Extracted material below:
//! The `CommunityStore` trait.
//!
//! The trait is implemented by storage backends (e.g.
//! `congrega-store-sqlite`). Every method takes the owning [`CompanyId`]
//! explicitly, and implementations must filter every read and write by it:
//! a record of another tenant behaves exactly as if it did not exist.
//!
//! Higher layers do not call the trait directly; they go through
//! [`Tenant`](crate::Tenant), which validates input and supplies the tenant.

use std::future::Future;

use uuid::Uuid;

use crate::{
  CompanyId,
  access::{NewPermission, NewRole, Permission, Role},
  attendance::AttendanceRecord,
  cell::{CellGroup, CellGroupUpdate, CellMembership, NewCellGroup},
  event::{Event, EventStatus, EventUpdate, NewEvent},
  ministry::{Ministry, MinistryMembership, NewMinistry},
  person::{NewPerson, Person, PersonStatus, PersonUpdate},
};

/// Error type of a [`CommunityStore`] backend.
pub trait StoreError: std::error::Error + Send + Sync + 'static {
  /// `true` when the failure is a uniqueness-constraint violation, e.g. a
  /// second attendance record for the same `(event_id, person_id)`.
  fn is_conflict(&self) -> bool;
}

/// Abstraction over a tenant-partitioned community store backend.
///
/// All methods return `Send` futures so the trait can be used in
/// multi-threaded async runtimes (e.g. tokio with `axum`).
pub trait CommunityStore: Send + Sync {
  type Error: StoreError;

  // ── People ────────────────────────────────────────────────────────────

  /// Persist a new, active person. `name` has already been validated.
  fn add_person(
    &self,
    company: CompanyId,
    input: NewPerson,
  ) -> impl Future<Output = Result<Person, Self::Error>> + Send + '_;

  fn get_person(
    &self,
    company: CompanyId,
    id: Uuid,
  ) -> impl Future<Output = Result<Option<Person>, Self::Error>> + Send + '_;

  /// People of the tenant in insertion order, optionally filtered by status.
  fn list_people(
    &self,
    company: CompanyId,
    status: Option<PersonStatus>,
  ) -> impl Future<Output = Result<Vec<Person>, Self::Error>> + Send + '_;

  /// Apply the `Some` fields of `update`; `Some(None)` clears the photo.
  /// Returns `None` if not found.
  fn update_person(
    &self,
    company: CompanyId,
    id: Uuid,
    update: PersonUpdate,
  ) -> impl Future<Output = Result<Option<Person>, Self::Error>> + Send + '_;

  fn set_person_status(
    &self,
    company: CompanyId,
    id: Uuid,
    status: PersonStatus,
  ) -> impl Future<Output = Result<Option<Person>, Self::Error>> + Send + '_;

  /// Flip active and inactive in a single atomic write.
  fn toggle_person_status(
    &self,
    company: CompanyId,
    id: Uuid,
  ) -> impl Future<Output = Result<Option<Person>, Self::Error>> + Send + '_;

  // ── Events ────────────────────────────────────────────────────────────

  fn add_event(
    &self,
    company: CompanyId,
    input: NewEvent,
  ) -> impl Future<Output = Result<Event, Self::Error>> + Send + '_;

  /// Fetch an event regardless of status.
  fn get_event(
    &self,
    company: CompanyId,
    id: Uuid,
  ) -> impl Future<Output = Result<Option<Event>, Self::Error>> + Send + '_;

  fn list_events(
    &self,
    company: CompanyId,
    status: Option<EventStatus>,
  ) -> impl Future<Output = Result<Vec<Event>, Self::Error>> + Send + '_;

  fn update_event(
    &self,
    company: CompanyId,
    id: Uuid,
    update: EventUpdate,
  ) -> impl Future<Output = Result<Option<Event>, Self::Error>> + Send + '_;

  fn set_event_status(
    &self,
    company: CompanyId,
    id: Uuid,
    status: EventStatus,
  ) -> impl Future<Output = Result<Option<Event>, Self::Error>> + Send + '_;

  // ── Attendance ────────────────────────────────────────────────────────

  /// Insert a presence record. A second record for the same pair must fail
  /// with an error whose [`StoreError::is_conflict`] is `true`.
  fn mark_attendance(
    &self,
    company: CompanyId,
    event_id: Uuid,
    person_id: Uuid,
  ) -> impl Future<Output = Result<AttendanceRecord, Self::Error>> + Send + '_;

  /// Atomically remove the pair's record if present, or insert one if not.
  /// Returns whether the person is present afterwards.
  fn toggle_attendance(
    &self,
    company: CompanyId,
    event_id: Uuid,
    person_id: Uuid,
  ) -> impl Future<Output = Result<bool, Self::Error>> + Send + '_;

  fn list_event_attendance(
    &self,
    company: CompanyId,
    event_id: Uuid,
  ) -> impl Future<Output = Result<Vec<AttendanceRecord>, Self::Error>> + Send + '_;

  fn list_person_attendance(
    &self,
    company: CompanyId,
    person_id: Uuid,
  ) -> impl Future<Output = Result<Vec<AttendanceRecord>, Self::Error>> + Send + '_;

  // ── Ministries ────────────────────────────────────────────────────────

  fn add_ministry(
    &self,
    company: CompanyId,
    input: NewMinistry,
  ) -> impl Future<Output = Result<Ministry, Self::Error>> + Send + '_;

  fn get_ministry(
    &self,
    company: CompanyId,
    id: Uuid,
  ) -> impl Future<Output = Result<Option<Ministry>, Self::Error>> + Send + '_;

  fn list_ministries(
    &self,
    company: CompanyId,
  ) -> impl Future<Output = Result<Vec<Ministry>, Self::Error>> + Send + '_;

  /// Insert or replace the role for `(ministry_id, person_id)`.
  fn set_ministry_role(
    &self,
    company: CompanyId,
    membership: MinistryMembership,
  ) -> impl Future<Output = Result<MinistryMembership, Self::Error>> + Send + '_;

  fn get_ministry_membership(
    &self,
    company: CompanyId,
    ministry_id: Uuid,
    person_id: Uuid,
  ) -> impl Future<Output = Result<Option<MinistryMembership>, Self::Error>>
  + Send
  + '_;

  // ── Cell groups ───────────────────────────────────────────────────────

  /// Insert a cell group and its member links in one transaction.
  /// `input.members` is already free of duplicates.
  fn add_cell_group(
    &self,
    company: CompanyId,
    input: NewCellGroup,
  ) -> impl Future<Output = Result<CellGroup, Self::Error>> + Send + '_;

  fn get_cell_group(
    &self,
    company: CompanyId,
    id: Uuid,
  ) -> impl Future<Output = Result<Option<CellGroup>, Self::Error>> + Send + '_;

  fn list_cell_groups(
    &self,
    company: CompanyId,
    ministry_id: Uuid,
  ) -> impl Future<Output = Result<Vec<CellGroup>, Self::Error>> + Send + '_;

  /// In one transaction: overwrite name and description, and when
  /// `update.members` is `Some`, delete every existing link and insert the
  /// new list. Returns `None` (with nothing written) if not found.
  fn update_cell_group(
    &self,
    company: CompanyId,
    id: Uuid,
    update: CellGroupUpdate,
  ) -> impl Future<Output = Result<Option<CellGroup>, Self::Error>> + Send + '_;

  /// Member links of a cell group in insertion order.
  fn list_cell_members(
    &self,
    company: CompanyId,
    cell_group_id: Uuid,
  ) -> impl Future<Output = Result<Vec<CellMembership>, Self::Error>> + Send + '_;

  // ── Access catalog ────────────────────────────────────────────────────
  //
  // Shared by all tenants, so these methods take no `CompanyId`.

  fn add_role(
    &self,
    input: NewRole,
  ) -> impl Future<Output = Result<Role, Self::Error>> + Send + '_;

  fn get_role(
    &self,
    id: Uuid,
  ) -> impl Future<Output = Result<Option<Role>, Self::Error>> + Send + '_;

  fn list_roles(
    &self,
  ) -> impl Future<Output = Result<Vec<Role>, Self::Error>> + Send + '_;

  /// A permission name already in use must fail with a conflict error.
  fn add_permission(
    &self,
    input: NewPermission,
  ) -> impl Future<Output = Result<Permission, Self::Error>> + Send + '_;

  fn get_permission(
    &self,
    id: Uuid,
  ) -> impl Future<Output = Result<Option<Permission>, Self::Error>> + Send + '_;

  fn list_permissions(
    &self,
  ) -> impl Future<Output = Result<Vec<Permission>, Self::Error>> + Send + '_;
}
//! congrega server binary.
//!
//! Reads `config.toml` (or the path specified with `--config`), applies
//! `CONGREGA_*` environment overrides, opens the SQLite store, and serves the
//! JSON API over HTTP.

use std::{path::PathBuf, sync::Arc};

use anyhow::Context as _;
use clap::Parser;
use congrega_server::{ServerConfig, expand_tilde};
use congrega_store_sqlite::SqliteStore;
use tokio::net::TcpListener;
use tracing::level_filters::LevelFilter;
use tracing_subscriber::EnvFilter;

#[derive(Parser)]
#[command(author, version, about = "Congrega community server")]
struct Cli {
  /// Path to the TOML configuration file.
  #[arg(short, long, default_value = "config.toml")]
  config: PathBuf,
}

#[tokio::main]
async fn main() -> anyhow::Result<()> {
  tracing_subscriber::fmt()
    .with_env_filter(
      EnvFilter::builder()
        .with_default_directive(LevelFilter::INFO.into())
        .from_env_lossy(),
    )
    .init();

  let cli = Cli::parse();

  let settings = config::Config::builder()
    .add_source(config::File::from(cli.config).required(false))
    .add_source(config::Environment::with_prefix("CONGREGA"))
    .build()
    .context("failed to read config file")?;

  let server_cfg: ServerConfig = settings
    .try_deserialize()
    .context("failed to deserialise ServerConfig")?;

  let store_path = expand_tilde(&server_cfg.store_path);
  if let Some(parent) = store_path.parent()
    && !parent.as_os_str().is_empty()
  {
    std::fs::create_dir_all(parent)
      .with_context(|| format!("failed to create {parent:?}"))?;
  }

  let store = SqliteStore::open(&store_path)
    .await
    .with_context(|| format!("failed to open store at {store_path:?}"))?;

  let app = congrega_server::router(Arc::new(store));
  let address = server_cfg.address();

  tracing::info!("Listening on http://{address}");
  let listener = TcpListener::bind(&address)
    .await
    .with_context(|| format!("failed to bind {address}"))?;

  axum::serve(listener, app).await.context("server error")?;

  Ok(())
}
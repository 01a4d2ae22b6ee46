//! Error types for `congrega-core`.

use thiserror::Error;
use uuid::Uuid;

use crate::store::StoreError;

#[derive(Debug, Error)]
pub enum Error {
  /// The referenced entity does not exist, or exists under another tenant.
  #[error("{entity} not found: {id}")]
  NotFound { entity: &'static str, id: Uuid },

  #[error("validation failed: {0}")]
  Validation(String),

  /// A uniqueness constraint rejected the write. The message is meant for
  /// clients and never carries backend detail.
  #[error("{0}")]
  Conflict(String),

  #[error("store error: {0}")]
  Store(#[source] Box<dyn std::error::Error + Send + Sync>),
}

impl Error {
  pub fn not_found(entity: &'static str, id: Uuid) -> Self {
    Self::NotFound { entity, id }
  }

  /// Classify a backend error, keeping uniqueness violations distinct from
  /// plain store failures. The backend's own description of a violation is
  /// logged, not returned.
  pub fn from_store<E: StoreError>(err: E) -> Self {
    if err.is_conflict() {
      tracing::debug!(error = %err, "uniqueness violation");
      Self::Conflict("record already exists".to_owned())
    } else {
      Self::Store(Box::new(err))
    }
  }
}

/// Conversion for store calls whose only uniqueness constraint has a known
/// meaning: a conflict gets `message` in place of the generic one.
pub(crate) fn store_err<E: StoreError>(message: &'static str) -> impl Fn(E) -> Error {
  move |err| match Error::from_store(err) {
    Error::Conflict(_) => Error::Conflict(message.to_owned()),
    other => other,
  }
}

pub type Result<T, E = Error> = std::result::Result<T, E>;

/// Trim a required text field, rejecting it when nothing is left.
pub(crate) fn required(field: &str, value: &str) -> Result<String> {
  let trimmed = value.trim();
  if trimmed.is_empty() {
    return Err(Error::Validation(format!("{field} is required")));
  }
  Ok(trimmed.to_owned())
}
End of Extracted material.
__What this task involves__.
Across all the entries, count the lines that contain the word "input" and give the number by itself.

__Your solution__.
8